• Data shown:
-- -- --

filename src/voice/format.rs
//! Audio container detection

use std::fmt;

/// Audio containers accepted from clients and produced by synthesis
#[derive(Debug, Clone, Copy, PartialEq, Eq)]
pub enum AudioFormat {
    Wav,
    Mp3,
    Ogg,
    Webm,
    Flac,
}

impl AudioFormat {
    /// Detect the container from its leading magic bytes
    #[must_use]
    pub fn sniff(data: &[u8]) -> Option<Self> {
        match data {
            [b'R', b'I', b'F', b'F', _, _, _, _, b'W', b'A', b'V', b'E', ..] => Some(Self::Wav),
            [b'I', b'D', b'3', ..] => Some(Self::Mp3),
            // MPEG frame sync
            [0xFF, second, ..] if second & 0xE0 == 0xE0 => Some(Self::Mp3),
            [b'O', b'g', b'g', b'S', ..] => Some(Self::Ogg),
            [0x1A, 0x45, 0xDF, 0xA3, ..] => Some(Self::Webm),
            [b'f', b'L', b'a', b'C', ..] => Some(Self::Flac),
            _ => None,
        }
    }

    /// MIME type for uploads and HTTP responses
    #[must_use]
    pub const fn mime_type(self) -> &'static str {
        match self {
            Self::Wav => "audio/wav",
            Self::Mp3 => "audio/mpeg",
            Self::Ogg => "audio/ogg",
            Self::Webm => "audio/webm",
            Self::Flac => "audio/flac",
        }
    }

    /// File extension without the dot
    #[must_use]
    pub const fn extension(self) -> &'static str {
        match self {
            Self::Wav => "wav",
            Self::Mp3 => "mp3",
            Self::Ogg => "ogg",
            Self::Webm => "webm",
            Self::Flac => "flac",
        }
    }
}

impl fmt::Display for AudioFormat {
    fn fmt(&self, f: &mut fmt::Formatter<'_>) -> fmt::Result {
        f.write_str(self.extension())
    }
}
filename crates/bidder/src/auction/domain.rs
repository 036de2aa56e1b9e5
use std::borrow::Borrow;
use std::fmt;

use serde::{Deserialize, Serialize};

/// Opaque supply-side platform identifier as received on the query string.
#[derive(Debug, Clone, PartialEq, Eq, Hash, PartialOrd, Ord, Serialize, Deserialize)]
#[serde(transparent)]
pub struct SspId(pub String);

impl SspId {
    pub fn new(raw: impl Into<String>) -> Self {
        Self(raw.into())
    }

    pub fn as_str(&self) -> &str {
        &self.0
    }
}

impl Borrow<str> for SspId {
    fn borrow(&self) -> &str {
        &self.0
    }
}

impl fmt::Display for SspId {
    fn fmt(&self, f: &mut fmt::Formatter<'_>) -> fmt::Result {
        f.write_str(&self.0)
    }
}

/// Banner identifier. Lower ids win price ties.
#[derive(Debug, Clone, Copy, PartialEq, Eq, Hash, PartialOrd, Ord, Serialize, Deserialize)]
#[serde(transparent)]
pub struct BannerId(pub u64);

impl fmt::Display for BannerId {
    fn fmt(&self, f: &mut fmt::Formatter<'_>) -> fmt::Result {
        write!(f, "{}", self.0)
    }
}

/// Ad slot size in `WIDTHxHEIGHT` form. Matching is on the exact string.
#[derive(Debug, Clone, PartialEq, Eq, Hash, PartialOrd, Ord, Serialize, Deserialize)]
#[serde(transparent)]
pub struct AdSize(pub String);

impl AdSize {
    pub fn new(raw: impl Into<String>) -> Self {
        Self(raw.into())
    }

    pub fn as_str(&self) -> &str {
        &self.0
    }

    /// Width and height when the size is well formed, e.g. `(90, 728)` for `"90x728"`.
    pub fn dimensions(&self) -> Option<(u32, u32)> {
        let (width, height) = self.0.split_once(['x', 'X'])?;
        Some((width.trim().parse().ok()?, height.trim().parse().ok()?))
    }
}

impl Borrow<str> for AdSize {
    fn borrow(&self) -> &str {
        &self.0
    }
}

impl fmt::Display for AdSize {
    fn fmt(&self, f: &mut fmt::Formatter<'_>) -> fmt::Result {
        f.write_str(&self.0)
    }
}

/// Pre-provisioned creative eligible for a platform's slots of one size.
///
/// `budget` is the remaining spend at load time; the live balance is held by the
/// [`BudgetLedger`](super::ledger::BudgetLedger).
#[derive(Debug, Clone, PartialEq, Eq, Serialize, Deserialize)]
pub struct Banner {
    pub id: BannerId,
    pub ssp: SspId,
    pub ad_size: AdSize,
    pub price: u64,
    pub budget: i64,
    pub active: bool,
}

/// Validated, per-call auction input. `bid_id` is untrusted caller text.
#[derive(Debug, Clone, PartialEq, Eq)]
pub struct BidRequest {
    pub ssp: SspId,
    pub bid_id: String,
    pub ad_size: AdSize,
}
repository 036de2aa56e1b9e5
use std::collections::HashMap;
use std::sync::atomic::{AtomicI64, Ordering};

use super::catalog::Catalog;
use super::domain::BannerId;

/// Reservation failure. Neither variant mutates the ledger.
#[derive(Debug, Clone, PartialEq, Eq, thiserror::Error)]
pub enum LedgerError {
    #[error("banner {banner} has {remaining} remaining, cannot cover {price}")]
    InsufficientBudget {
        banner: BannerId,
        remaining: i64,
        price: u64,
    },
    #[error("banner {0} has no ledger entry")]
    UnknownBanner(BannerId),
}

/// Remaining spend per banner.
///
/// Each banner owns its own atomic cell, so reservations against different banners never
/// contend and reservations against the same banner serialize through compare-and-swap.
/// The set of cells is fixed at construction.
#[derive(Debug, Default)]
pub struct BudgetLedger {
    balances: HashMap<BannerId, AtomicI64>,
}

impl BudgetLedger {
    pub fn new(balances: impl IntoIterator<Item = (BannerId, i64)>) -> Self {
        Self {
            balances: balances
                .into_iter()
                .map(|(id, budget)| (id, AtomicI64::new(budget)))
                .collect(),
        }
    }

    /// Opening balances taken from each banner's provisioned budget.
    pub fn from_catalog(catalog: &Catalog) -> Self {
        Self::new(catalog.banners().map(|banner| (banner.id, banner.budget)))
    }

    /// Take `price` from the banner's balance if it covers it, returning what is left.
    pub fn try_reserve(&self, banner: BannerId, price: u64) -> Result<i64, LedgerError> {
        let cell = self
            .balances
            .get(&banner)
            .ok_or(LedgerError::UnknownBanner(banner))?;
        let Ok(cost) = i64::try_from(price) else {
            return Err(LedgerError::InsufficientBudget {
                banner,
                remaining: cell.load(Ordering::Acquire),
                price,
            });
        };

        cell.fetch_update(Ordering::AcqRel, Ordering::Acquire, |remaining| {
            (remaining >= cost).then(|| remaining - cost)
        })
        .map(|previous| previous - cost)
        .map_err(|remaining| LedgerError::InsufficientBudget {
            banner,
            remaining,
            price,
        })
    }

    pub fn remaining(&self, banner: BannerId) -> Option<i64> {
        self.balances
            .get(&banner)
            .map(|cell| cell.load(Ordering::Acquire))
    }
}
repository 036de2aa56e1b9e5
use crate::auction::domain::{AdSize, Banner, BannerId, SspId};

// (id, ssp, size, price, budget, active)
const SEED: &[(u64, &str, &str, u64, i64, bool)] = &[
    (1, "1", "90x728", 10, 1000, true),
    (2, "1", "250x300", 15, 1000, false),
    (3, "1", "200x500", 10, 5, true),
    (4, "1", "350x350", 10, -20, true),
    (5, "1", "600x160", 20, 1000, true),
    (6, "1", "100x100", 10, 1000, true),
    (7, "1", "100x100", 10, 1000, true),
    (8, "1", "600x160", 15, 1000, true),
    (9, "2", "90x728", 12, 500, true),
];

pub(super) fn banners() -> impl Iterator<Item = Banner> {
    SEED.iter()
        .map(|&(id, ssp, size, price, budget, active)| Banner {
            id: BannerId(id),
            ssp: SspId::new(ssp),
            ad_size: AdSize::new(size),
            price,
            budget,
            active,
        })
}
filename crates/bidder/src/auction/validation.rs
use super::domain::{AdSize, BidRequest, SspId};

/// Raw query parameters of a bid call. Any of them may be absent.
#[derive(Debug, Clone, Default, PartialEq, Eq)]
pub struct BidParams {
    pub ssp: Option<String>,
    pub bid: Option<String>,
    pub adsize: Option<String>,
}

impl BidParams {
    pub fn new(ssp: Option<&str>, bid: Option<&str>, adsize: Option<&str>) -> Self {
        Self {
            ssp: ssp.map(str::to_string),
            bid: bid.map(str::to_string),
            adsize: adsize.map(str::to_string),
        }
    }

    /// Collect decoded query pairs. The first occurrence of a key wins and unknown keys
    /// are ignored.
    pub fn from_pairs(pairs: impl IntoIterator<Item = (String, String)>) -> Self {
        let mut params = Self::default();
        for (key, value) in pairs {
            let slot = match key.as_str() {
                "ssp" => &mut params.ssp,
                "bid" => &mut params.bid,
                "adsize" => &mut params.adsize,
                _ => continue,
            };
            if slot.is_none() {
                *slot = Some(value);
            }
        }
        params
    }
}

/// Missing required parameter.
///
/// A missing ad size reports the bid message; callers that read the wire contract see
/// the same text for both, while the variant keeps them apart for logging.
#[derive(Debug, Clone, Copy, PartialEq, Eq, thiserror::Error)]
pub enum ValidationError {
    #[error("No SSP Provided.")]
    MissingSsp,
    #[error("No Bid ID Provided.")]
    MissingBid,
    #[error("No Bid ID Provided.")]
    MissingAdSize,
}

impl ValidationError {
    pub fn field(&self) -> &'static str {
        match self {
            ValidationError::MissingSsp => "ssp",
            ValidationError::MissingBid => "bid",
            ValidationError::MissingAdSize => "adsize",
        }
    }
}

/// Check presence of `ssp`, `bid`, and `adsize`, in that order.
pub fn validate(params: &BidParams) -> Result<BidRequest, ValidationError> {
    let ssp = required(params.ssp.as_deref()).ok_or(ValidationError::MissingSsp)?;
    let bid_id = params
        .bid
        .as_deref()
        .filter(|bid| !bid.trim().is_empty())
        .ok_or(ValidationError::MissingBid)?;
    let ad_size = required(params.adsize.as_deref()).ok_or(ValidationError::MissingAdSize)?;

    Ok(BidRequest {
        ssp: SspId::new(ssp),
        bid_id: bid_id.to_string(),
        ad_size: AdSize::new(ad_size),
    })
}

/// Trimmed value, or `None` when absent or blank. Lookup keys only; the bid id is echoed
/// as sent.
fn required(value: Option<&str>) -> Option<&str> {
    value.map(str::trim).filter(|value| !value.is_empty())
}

-- -- --

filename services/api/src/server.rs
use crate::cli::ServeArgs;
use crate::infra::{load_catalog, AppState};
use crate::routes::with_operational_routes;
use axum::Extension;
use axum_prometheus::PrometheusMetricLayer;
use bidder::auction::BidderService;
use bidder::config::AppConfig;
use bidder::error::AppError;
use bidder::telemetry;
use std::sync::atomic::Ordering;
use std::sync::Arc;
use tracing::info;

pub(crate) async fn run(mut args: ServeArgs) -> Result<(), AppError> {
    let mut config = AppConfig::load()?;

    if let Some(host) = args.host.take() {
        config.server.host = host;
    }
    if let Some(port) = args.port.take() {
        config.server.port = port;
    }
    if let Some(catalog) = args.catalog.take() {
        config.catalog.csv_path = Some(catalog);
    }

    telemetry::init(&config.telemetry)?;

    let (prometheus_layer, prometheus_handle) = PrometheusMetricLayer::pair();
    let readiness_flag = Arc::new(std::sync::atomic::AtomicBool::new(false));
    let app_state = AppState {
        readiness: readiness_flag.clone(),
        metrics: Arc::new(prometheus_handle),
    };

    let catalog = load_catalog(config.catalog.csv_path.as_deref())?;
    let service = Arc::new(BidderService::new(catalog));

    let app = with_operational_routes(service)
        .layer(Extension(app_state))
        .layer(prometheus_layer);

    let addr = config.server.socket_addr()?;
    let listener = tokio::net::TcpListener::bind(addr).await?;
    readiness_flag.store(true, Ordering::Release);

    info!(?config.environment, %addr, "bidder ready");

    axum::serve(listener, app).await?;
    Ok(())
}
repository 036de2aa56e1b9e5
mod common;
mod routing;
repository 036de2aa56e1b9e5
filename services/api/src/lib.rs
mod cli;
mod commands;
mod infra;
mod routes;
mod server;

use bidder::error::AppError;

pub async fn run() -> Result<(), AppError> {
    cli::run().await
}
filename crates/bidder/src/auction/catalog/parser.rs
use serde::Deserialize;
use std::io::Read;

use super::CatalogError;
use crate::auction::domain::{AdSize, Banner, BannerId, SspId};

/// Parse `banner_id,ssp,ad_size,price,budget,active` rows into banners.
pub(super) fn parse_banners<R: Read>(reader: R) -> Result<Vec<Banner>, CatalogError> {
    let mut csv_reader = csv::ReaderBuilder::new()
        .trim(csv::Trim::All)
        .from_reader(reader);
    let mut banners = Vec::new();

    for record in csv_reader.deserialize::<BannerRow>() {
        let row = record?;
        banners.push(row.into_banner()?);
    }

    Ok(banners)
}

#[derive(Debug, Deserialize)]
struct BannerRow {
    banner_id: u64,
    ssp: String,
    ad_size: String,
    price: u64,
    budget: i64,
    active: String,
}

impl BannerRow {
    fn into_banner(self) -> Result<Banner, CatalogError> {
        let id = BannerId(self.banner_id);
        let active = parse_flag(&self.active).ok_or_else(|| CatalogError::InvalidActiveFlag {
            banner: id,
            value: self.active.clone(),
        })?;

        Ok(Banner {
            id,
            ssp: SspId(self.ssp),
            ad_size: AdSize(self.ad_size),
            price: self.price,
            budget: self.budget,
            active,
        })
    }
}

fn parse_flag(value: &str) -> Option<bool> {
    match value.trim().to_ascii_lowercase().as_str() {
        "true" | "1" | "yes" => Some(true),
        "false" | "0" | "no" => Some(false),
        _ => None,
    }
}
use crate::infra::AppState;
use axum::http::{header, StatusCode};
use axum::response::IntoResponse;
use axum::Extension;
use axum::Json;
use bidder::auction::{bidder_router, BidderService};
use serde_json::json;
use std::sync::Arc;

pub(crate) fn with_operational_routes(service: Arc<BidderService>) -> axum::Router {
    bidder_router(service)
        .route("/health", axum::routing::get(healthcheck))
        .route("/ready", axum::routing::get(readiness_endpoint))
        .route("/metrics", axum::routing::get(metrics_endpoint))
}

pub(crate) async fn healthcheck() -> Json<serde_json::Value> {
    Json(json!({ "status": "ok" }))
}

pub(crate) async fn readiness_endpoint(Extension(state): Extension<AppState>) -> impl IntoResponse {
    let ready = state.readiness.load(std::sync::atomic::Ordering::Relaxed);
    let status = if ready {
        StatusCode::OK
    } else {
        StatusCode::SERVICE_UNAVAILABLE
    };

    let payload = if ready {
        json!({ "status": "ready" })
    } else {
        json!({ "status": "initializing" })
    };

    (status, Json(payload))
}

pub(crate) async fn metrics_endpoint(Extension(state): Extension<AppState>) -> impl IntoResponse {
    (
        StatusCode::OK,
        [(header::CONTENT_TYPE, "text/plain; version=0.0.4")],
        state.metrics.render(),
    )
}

-- -- --

• What the exercise asks: Pick out every line of the listing containing the word "thiserror", and show those lines.

• The answer:
#[derive(Debug, Clone, PartialEq, Eq, thiserror::Error)]
#[derive(Debug, Clone, Copy, PartialEq, Eq, thiserror::Error)]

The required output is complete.